● Problem statement
Each line starting at the one that contains "in the query log." and ending at the one that contains "let mut interceptor" must be returned exactly, and the rest of the listing is left out.

+ + + + +

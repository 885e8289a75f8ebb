use super::config::CaptureConfig;
use super::explain::ExplainEngine;
use super::interceptor::ExecutionInterceptor;
use super::log::QueryRecord;
use crate::connection::{Connection, InstallGuard, Interceptor};
use crate::error::{CaptureError, CaptureResult};
use crate::report::{IterationReport, Printer, SeveralReport, SingleReport, SqlPrinter};
use std::future::Future;
use std::sync::Arc;
use std::time::Duration;

/// Lifecycle of a [`CaptureQueries`] session.
#[derive(Debug, Clone, Copy, PartialEq, Eq)]
pub enum SessionState {
    /// Constructed; nothing installed yet.
    Idle,
    /// The interceptor is installed and statements are being captured.
    Active,
    /// The interceptor is gone. A closed session cannot be reused.
    Closed,
}

/// Aggregate statistics of a session.
#[derive(Debug, Clone, Copy, PartialEq, Eq)]
pub struct CaptureStats {
    /// Iterations started so far.
    pub iterations: usize,
    /// Statements in the query log.
    pub queries_count: usize,
    /// Sum of all statement execution times.
    pub total_elapsed: Duration,
    /// Median statement execution time; `None` if nothing ran.
    pub median_elapsed: Option<Duration>,
}

/// Counts, times and optionally explains the statements run on a connection.
///
/// One session supports three ways of measuring, all sharing the same
/// interceptor, log and timer:
///
/// - iterate: [`next_iteration`](Self::next_iteration) or
///   [`iterations`](Self::iterations), running the body `max_runs` times;
/// - run a closure `max_runs` times with [`run`](Self::run);
/// - open a scope with [`enter`](Self::enter) and close it with
///   [`CaptureScope::finish`].
///
/// # Example
///
/// ```rust,ignore
/// let mut capture = CaptureQueries::new(&conn, CaptureConfig::new().assert_limit(2))?;
/// let scope = capture.enter()?;
/// conn.execute("SELECT * FROM authors", &[]).await?;
/// conn.execute("SELECT * FROM books WHERE author_id = $1", &params![1]).await?;
/// scope.finish()?;
/// ```
pub struct CaptureQueries {
    connection: Connection,
    config: CaptureConfig,
    interceptor: Arc<ExecutionInterceptor>,
    printer: Box<dyn Printer>,
    state: SessionState,
    current_iteration: usize,
    guard: Option<InstallGuard>,
}

impl CaptureQueries {
    /// Create a session on `connection`.
    ///
    /// Explain options are validated here, so a bad option name fails before
    /// any statement runs.
    pub fn new(connection: &Connection, config: CaptureConfig) -> CaptureResult<Self> {
        config.validate()?;

        let mut interceptor = ExecutionInterceptor::new(connection.config().queries_limit);
        if let Some(options) = &config.explain {
            interceptor = interceptor.with_explain(ExplainEngine::new(connection.raw(), options)?);
        }
        let printer = SqlPrinter::from_config(connection.vendor(), &config);

        Ok(Self {
            connection: connection.clone(),
            config,
            interceptor: Arc::new(interceptor),
            printer: Box::new(printer),
            state: SessionState::Idle,
            current_iteration: 0,
            guard: None,
        })
    }

    /// Replace the default [`SqlPrinter`].
    pub fn with_printer<P: Printer + 'static>(mut self, printer: P) -> Self {
        self.printer = Box::new(printer);
        self
    }

    pub fn state(&self) -> SessionState {
        self.state
    }

    pub fn config(&self) -> &CaptureConfig {
        &self.config
    }

    /// Iterations started so far (0 before the first).
    pub fn current_iteration(&self) -> usize {
        self.current_iteration
    }

    /// Number of captured statements.
    pub fn len(&self) -> usize {
        self.interceptor.len()
    }

    pub fn is_empty(&self) -> bool {
        self.interceptor.is_empty()
    }

    /// The `index`-th captured statement, `None` when out of range.
    pub fn get(&self, index: usize) -> Option<QueryRecord> {
        self.interceptor.get(index)
    }

    /// Snapshot of every captured statement, in execution order.
    pub fn records(&self) -> Vec<QueryRecord> {
        self.interceptor.records()
    }

    pub fn stats(&self) -> CaptureStats {
        let state = self.interceptor.lock();
        CaptureStats {
            iterations: self.current_iteration,
            queries_count: state.log.len(),
            total_elapsed: state.timer.total(),
            median_elapsed: state.timer.median(),
        }
    }

    /// Advance the iteration protocol.
    ///
    /// Returns the 1-based number of the iteration that is starting, or
    /// `None` once `max_runs` iterations have completed. The call that
    /// returns `None` closes the session: it reports the totals and checks
    /// the query limit, returning [`CaptureError::QueryLimitExceeded`] when
    /// it is exceeded.
    ///
    /// ```rust,ignore
    /// while let Some(_) = capture.next_iteration()? {
    ///     load_dashboard(&conn).await?;
    /// }
    /// ```
    pub fn next_iteration(&mut self) -> CaptureResult<Option<usize>> {
        match self.state {
            SessionState::Idle => self.activate()?,
            SessionState::Active => {}
            SessionState::Closed => return Err(CaptureError::SessionClosed),
        }

        if self.current_iteration > 0 {
            let report = IterationReport {
                iteration: self.current_iteration,
                queries_count: self.interceptor.iteration_count(),
                elapsed: self.interceptor.iteration_elapsed(),
            };
            tracing::debug!(
                target: "capture_queries",
                iteration = report.iteration,
                queries = report.queries_count,
                "iteration finished"
            );
            self.printer.print_iteration(&report);
        }

        self.interceptor.clear_iteration();

        if self.current_iteration < self.config.max_runs {
            self.current_iteration += 1;
            return Ok(Some(self.current_iteration));
        }

        self.deactivate();
        let stats = self.stats();
        self.printer.print_several(&SeveralReport {
            iterations: self.current_iteration,
            queries_count: stats.queries_count,
            total_elapsed: stats.total_elapsed,
            median_elapsed: stats.median_elapsed,
            records: self.records(),
        });
        self.check_limit(stats.queries_count)?;
        Ok(None)
    }

    /// Iterate `max_runs` times.
    ///
    /// A thin wrapper over [`next_iteration`](Self::next_iteration) for use
    /// in `for` loops.
    ///
    /// # Panics
    ///
    /// Panics when the query limit is exceeded at the end of the last
    /// iteration, or when the session was already closed. Use
    /// `next_iteration` to get these as errors instead.
    pub fn iterations(&mut self) -> Iterations<'_> {
        Iterations {
            session: self,
            done: false,
        }
    }

    /// Run `body` `max_runs` times, returning the last run's value.
    ///
    /// If `body` fails, the session closes immediately without reporting and
    /// the error is returned as is.
    pub async fn run<F, Fut, T, E>(&mut self, mut body: F) -> Result<T, E>
    where
        F: FnMut(usize) -> Fut,
        Fut: Future<Output = Result<T, E>>,
        E: From<CaptureError>,
    {
        let mut last = None;
        while let Some(iteration) = self.next_iteration()? {
            match body(iteration).await {
                Ok(value) => last = Some(value),
                Err(err) => {
                    self.abort();
                    return Err(err);
                }
            }
        }
        last.ok_or_else(|| CaptureError::SessionClosed.into())
    }

    /// Start a single-shot measurement.
    ///
    /// A scope always measures exactly once; with `max_runs > 1` a warning is
    /// logged and the extra runs are ignored.
    pub fn enter(&mut self) -> CaptureResult<CaptureScope<'_>> {
        if self.config.max_runs > 1 {
            tracing::warn!(
                target: "capture_queries",
                max_runs = self.config.max_runs,
                "a capture scope measures once; max_runs > 1 is not used"
            );
        }
        self.activate()?;
        self.interceptor.clear_iteration();
        self.current_iteration = 1;
        Ok(CaptureScope {
            session: self,
            finished: false,
        })
    }

    fn activate(&mut self) -> CaptureResult<()> {
        match self.state {
            SessionState::Idle => {}
            SessionState::Active => return Err(CaptureError::AlreadyActive),
            SessionState::Closed => return Err(CaptureError::SessionClosed),
        }
        let interceptor: Arc<dyn Interceptor> = self.interceptor.clone();
        self.guard = Some(self.connection.install(interceptor));
        self.state = SessionState::Active;
        tracing::debug!(
            target: "capture_queries",
            vendor = self.connection.vendor(),
            max_runs = self.config.max_runs,
            explain = self.interceptor.explains(),
            "capture started"
        );
        Ok(())
    }

    fn deactivate(&mut self) {
        self.guard.take();
        self.state = SessionState::Closed;
    }

    /// Close after the measured code failed: no report, no limit check.
    fn abort(&mut self) {
        self.deactivate();
        tracing::debug!(
            target: "capture_queries",
            iteration = self.current_iteration,
            "capture aborted by caller error"
        );
    }

    fn close_single(&mut self) -> CaptureResult<CaptureStats> {
        self.deactivate();
        let stats = self.stats();
        self.printer.print_single(&SingleReport {
            queries_count: stats.queries_count,
            elapsed: self.interceptor.iteration_elapsed(),
            records: self.records(),
        });
        self.check_limit(stats.queries_count)?;
        Ok(stats)
    }

    fn check_limit(&self, queries_count: usize) -> CaptureResult<()> {
        match self.config.assert_limit {
            Some(limit) if queries_count > limit => Err(CaptureError::QueryLimitExceeded {
                count: queries_count,
                limit,
            }),
            _ => Ok(()),
        }
    }
}

impl std::fmt::Debug for CaptureQueries {
    fn fmt(&self, f: &mut std::fmt::Formatter<'_>) -> std::fmt::Result {
        f.debug_struct("CaptureQueries")
            .field("connection", &self.connection)
            .field("config", &self.config)
            .field("state", &self.state)
            .field("current_iteration", &self.current_iteration)
            .field("queries", &self.len())
            .finish_non_exhaustive()
    }
}

/// `for` loop adapter returned by [`CaptureQueries::iterations`].
pub struct Iterations<'s> {
    session: &'s mut CaptureQueries,
    done: bool,
}

impl Iterator for Iterations<'_> {
    type Item = usize;

    fn next(&mut self) -> Option<usize> {
        if self.done {
            return None;
        }
        match self.session.next_iteration() {
            Ok(Some(iteration)) => Some(iteration),
            Ok(None) => {
                self.done = true;
                None
            }
            Err(err) => {
                self.done = true;
                panic!("{err}");
            }
        }
    }
}

impl std::iter::FusedIterator for Iterations<'_> {}

/// An open single-shot measurement.
///
/// Dropping the scope without calling [`finish`](Self::finish) (for example
/// when the measured code returns early with `?` or panics) uninstalls the
/// interceptor and closes the session without reporting.
#[must_use = "dropping the scope ends the measurement without a report"]
pub struct CaptureScope<'s> {
    session: &'s mut CaptureQueries,
    finished: bool,
}

impl CaptureScope<'_> {
    /// Statements captured so far.
    pub fn len(&self) -> usize {
        self.session.len()
    }

    pub fn is_empty(&self) -> bool {
        self.session.is_empty()
    }

    pub fn records(&self) -> Vec<QueryRecord> {
        self.session.records()
    }

    /// Close the measurement: uninstall, report, and check the query limit.
    pub fn finish(mut self) -> CaptureResult<CaptureStats> {
        self.finished = true;
        self.session.close_single()
    }
}

impl Drop for CaptureScope<'_> {
    fn drop(&mut self) {
        if !self.finished {
            self.session.abort();
        }
    }
}
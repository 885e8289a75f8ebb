//! The lowest layer of the execution pipeline.
//!
//! A [`Backend`] executes statements directly against a database. It knows
//! nothing about interceptors: the [`Connection`](crate::Connection) owns the
//! interceptor stack and only hands a backend reference to the interceptor on
//! top of it. Anything that calls a backend directly therefore bypasses
//! capture, which is how EXPLAIN requests stay out of the query log.

mod postgres;
mod stub;


pub use postgres::PgBackend;
pub use stub::{StubBackend, StubResponse};

use crate::capture::ExplainOptions;
use crate::error::CaptureResult;
use crate::sql;
use crate::value::Value;
use async_trait::async_trait;
use std::sync::Arc;

/// Bound parameters of a statement.
#[derive(Debug, Clone, PartialEq)]
pub enum Params {
    /// One parameter set, one execution.
    Single(Vec<Value>),
    /// The same statement applied to many parameter sets.
    Many(Vec<Vec<Value>>),
}

impl Default for Params {
    fn default() -> Self {
        Params::Single(Vec::new())
    }
}

/// A statement submitted for execution.
#[derive(Debug, Clone, PartialEq)]
pub struct Statement {
    pub sql: String,
    pub params: Params,
}

impl Statement {
    pub fn new(sql: impl Into<String>, params: Vec<Value>) -> Self {
        Self {
            sql: sql.into(),
            params: Params::Single(params),
        }
    }

    pub fn many(sql: impl Into<String>, param_sets: Vec<Vec<Value>>) -> Self {
        Self {
            sql: sql.into(),
            params: Params::Many(param_sets),
        }
    }

    /// Whether this is a batch ("many") execution.
    pub fn is_batch(&self) -> bool {
        matches!(self.params, Params::Many(_))
    }

    /// Copy of this statement with different SQL text and the same parameters.
    pub fn with_sql(&self, sql: impl Into<String>) -> Self {
        Self {
            sql: sql.into(),
            params: self.params.clone(),
        }
    }
}

/// One result row: column names plus decoded values.
#[derive(Debug, Clone, PartialEq)]
pub struct Row {
    columns: Arc<[String]>,
    values: Vec<Value>,
}

impl Row {
    pub fn new(columns: Arc<[String]>, values: Vec<Value>) -> Self {
        Self { columns, values }
    }

    pub fn columns(&self) -> &[String] {
        &self.columns
    }

    pub fn values(&self) -> &[Value] {
        &self.values
    }

    pub fn len(&self) -> usize {
        self.values.len()
    }

    pub fn is_empty(&self) -> bool {
        self.values.is_empty()
    }

    /// Value of the named column.
    pub fn get(&self, column: &str) -> Option<&Value> {
        let idx = self.columns.iter().position(|c| c == column)?;
        self.values.get(idx)
    }
}

/// Outcome of a successful execution.
#[derive(Debug, Clone, Default, PartialEq)]
pub struct Execution {
    pub rows: Vec<Row>,
    pub rows_affected: u64,
}

impl Execution {
    pub fn with_rows(rows: Vec<Row>) -> Self {
        let rows_affected = rows.len() as u64;
        Self {
            rows,
            rows_affected,
        }
    }

    pub fn affected(rows_affected: u64) -> Self {
        Self {
            rows: Vec::new(),
            rows_affected,
        }
    }
}

/// A database that can execute statements without any interception.
#[async_trait]
pub trait Backend: Send + Sync {
    /// Short vendor name shown in reports (`postgresql`, `stub`, ...).
    fn vendor(&self) -> &str;

    /// Execute a statement directly.
    ///
    /// For batch statements the returned rows are the concatenation of each
    /// run's rows and `rows_affected` is the sum.
    async fn execute(&self, statement: &Statement) -> CaptureResult<Execution>;

    /// Build the vendor's EXPLAIN prefix (e.g. `EXPLAIN (FORMAT JSON)`).
    ///
    /// Called once when a capture session is constructed, so unsupported
    /// formats or options fail before any query runs.
    fn explain_prefix(&self, options: &ExplainOptions) -> CaptureResult<String>;

    /// The statement text with parameters rendered as literals.
    ///
    /// Batch statements keep their placeholders. Falls back to the raw text
    /// when the parameters cannot be spliced in.
    fn literal_sql(&self, statement: &Statement) -> String {
        match &statement.params {
            Params::Single(params) => sql::resolve_literal(&statement.sql, params)
                .unwrap_or_else(|| statement.sql.clone()),
            Params::Many(_) => statement.sql.clone(),
        }
    }
}
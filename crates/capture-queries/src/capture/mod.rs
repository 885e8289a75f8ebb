//! Capturing the statements executed on a [`Connection`](crate::Connection).
//!
//! This module provides:
//! - [`CaptureQueries`], a session that installs an interceptor, runs the
//!   measured code one or more times and reports the totals
//! - [`ExecutionInterceptor`], the interceptor that times and records statements
//! - [`ExplainEngine`], which explains SELECT statements on the side
//! - [`QueryLog`] and [`Timer`], the bounded log and the duration bookkeeping
//!
//! # Example
//!
//! ```rust,ignore
//! use capture_queries::{CaptureConfig, CaptureQueries, Connection, PgBackend};
//!
//! let conn = Connection::new(PgBackend::connect(&database_url).await?);
//! let mut capture = CaptureQueries::new(&conn, CaptureConfig::new().max_runs(10).assert_limit(20))?;
//!
//! while capture.next_iteration()?.is_some() {
//!     for author in conn.query("SELECT id FROM authors", &[]).await? {
//!         let id = author.values()[0].clone();
//!         conn.query("SELECT * FROM books WHERE author_id = $1", &[id]).await?;
//!     }
//! }
//! ```

mod config;
mod explain;
mod interceptor;
mod log;
mod session;
mod timer;

#[cfg(test)]
mod tests;

pub use config::CaptureConfig;
pub use explain::{ExplainEngine, ExplainOptions, ExplainValue};
pub use interceptor::ExecutionInterceptor;
pub use log::{DEFAULT_QUERIES_LIMIT, QueryLog, QueryRecord};
pub use session::{CaptureQueries, CaptureScope, CaptureStats, Iterations, SessionState};
pub use timer::{Timer, measure};
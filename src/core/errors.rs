/*!
 * Scheduling Errors
 * Rejection and substrate-failure kinds for engine operations
 */

use super::types::{Endpoint, QueueLevel};
use crate::dispatch::DispatchError;
use thiserror::Error;

/// Scheduling operation result
pub type SchedResult<T> = Result<T, SchedError>;

/// Scheduling errors
#[derive(Error, Debug, Clone, PartialEq, Eq)]
pub enum SchedError {
    #[error("Unknown endpoint: {0}")]
    UnknownEndpoint(Endpoint),

    #[error("Parent endpoint not scheduled: {0}")]
    InvalidParent(Endpoint),

    #[error("Priority ceiling {requested} out of range: queue count is {queue_count}")]
    InvalidCeiling { requested: QueueLevel, queue_count: u8 },

    #[error("Level {0} is reserved for the lottery winner")]
    ReservedLevel(QueueLevel),

    #[error("Endpoint already scheduled: {0}")]
    AlreadyScheduled(Endpoint),

    #[error("Process table full: all {0} slots in use")]
    TableFull(usize),

    #[error("Dispatcher failed for endpoint {endpoint}: {source}")]
    DispatcherFailure {
        endpoint: Endpoint,
        #[source]
        source: DispatchError,
    },
}
/*!
 * Serde Helpers
 * Skip-if helpers for sparse snapshot serialization
 */

/// Skip serializing if value is zero
pub fn is_zero_u64(value: &u64) -> bool {
    *value == 0
}

/// Skip serializing if value is false
pub fn is_false(value: &bool) -> bool {
    !value
}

+ + + + +

● Task response
    /// Statements in the query log.
    pub queries_count: usize,
    /// Sum of all statement execution times.
    pub total_elapsed: Duration,
    /// Median statement execution time; `None` if nothing ran.
    pub median_elapsed: Option<Duration>,
}

/// Counts, times and optionally explains the statements run on a connection.
///
/// One session supports three ways of measuring, all sharing the same
/// interceptor, log and timer:
///
/// - iterate: [`next_iteration`](Self::next_iteration) or
///   [`iterations`](Self::iterations), running the body `max_runs` times;
/// - run a closure `max_runs` times with [`run`](Self::run);
/// - open a scope with [`enter`](Self::enter) and close it with
///   [`CaptureScope::finish`].
///
/// # Example
///
/// ```rust,ignore
/// let mut capture = CaptureQueries::new(&conn, CaptureConfig::new().assert_limit(2))?;
/// let scope = capture.enter()?;
/// conn.execute("SELECT * FROM authors", &[]).await?;
/// conn.execute("SELECT * FROM books WHERE author_id = $1", &params![1]).await?;
/// scope.finish()?;
/// ```
pub struct CaptureQueries {
    connection: Connection,
    config: CaptureConfig,
    interceptor: Arc<ExecutionInterceptor>,
    printer: Box<dyn Printer>,
    state: SessionState,
    current_iteration: usize,
    guard: Option<InstallGuard>,
}

impl CaptureQueries {
    /// Create a session on `connection`.
    ///
    /// Explain options are validated here, so a bad option name fails before
    /// any statement runs.
    pub fn new(connection: &Connection, config: CaptureConfig) -> CaptureResult<Self> {
        config.validate()?;

        let mut interceptor = ExecutionInterceptor::new(connection.config().queries_limit);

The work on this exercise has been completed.